**Your objective**
Search the data for "list". Each line containing it is to be copied.

**Excerpted data**
==========
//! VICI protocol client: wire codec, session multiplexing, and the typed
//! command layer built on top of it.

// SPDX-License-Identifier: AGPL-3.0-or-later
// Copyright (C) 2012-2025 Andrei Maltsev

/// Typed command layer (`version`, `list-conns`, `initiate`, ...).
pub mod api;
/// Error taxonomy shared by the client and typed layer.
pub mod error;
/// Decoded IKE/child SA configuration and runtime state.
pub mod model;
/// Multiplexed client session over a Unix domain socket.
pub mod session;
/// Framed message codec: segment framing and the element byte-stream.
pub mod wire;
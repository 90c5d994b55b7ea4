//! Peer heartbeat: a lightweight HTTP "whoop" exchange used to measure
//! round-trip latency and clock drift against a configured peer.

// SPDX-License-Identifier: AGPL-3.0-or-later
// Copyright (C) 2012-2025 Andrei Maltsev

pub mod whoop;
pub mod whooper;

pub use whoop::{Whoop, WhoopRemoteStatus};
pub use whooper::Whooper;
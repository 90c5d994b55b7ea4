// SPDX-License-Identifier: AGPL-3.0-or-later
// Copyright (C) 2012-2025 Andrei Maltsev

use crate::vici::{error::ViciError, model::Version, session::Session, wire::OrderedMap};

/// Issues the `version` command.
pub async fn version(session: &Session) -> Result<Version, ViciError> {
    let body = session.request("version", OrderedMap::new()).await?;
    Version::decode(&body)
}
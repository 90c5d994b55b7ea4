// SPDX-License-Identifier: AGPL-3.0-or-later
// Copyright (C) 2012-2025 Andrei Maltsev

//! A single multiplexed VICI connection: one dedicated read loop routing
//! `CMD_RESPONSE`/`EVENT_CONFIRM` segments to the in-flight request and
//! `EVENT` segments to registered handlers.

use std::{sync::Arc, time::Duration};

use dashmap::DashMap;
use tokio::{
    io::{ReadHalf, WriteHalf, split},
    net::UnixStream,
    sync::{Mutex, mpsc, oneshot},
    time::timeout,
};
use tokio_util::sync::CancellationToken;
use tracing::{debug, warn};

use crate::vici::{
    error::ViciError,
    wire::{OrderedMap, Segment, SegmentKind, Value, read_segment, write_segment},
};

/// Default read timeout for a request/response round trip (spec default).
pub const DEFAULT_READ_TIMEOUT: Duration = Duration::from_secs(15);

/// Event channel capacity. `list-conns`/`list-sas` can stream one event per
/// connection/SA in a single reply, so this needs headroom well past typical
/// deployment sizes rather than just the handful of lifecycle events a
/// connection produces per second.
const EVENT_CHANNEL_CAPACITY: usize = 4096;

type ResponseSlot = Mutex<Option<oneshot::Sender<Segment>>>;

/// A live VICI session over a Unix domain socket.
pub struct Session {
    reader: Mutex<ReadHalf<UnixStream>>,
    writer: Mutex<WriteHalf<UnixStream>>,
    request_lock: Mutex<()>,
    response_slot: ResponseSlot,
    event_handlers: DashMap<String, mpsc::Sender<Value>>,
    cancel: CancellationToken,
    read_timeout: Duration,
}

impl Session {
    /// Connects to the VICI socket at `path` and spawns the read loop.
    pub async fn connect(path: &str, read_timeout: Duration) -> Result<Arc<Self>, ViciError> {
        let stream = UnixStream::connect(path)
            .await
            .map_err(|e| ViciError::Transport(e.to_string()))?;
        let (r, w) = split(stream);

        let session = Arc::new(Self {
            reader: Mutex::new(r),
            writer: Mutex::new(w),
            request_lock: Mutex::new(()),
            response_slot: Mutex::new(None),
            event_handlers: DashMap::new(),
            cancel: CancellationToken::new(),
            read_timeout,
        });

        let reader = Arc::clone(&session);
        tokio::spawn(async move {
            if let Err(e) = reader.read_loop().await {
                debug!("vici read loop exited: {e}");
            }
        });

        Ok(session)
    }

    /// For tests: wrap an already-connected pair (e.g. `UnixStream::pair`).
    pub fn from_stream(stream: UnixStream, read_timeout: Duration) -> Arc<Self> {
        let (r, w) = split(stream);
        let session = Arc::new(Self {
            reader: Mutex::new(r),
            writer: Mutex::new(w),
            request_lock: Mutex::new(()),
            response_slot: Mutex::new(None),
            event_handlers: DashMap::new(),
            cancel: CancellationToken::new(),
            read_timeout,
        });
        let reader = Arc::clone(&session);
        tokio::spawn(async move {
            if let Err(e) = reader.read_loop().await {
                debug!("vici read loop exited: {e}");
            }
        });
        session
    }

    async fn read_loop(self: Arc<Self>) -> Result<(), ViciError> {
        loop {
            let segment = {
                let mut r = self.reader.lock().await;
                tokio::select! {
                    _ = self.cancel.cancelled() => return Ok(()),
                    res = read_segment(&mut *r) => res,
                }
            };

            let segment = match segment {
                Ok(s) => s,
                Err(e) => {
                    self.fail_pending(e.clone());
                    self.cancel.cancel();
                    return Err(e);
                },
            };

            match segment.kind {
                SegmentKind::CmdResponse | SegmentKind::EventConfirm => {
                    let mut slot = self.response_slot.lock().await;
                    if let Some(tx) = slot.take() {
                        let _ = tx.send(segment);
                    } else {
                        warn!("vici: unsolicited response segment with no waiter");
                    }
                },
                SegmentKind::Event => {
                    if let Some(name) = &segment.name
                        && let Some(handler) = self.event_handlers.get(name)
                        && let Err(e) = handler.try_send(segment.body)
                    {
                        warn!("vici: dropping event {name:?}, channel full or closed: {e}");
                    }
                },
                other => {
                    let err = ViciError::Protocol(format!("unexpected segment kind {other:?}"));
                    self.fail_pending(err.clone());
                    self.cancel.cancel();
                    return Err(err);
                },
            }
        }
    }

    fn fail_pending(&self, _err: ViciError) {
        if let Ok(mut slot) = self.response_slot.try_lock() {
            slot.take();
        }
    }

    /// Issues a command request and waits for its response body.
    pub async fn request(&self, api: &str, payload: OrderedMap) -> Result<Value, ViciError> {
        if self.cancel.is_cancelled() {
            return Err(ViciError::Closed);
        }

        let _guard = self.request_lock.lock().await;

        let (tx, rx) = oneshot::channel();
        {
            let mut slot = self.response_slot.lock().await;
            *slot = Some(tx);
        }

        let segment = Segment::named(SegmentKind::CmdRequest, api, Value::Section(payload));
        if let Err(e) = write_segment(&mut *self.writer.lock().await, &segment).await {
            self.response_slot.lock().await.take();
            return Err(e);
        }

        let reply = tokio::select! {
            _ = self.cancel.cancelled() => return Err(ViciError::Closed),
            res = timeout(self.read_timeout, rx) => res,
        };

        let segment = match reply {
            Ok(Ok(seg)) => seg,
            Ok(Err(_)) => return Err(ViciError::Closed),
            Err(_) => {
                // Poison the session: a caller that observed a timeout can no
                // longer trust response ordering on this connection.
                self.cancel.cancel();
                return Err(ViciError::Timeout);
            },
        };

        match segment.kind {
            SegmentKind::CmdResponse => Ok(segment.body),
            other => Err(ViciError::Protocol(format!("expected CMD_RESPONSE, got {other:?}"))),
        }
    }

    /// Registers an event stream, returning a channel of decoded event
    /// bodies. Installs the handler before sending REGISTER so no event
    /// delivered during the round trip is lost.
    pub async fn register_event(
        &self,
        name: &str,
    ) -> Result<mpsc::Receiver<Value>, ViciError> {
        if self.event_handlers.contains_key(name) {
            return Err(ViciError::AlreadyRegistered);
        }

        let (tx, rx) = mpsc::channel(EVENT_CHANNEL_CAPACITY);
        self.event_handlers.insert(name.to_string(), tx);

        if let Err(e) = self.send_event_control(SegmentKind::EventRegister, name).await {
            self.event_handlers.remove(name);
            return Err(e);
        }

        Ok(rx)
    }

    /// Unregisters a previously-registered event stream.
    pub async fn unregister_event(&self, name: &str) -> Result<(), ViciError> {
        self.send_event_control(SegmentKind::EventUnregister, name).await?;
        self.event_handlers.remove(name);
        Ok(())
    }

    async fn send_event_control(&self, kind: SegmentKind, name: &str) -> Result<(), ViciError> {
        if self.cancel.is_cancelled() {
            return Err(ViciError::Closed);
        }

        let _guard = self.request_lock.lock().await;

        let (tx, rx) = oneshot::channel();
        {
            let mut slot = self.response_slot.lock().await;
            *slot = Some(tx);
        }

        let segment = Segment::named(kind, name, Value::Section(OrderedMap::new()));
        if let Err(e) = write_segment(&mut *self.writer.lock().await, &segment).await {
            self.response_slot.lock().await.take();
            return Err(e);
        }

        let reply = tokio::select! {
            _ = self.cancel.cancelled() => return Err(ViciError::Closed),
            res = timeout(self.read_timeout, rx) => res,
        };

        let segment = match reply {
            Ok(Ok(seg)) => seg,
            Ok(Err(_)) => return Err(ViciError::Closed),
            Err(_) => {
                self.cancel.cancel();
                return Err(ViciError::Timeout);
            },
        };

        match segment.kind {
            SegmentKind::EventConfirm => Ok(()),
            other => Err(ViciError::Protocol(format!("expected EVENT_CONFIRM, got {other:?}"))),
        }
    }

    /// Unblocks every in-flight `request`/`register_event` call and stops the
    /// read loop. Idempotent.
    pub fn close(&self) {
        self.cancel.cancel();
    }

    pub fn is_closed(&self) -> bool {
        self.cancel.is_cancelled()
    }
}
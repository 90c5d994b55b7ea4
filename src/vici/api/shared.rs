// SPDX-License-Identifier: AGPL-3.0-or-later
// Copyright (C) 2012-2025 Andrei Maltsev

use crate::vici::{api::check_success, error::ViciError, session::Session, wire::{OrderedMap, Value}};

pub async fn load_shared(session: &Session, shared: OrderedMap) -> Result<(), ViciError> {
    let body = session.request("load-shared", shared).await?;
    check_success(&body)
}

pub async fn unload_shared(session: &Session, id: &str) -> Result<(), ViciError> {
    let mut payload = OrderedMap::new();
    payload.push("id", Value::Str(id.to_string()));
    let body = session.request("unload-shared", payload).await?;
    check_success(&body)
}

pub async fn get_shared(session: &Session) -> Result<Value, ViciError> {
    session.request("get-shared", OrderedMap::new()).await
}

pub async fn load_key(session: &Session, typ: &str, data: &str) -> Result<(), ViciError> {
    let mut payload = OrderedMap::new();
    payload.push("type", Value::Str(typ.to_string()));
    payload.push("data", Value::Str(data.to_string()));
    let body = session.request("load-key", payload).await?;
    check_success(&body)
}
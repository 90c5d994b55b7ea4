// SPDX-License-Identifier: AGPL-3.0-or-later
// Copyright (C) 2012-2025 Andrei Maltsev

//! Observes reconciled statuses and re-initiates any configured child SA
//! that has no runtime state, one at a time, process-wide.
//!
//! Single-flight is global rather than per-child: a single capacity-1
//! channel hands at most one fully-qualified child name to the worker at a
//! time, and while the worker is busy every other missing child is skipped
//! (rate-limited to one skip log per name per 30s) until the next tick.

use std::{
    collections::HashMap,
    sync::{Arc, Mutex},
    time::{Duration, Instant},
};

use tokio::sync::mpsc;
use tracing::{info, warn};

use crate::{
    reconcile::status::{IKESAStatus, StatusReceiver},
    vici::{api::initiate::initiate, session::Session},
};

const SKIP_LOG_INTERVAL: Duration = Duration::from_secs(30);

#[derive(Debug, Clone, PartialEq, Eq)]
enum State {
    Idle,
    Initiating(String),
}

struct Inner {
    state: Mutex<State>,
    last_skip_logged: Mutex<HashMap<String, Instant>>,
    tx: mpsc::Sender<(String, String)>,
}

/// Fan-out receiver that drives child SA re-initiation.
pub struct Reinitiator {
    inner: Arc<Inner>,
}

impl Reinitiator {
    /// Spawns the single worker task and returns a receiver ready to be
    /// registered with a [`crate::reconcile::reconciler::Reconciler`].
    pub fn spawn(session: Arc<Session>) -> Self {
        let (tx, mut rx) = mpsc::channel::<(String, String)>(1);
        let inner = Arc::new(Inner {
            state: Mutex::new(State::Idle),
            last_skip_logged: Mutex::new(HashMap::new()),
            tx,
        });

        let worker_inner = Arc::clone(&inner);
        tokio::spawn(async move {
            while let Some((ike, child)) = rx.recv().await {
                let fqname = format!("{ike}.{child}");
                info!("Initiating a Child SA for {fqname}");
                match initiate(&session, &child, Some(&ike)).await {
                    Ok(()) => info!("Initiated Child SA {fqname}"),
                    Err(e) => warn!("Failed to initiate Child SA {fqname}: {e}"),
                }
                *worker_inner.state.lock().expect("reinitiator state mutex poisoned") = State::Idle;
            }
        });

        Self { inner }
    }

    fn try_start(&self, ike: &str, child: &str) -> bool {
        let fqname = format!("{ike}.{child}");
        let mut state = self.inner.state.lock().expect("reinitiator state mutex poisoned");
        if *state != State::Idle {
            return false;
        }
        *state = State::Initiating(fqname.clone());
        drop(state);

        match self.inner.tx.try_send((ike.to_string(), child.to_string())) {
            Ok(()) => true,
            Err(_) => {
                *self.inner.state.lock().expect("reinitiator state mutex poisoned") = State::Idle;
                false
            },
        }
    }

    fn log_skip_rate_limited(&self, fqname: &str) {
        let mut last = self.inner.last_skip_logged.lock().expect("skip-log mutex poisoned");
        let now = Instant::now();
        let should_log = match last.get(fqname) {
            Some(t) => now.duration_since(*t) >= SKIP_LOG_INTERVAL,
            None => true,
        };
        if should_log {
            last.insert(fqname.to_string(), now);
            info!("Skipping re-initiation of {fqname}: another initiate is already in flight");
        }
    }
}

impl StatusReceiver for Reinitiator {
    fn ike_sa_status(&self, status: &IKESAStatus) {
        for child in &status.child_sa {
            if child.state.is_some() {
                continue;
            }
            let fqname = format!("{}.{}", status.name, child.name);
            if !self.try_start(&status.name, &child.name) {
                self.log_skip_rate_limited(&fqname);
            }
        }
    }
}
==========
**Exercise output**
/// Typed command layer (`version`, `list-conns`, `initiate`, ...).
/// Event channel capacity. `list-conns`/`list-sas` can stream one event per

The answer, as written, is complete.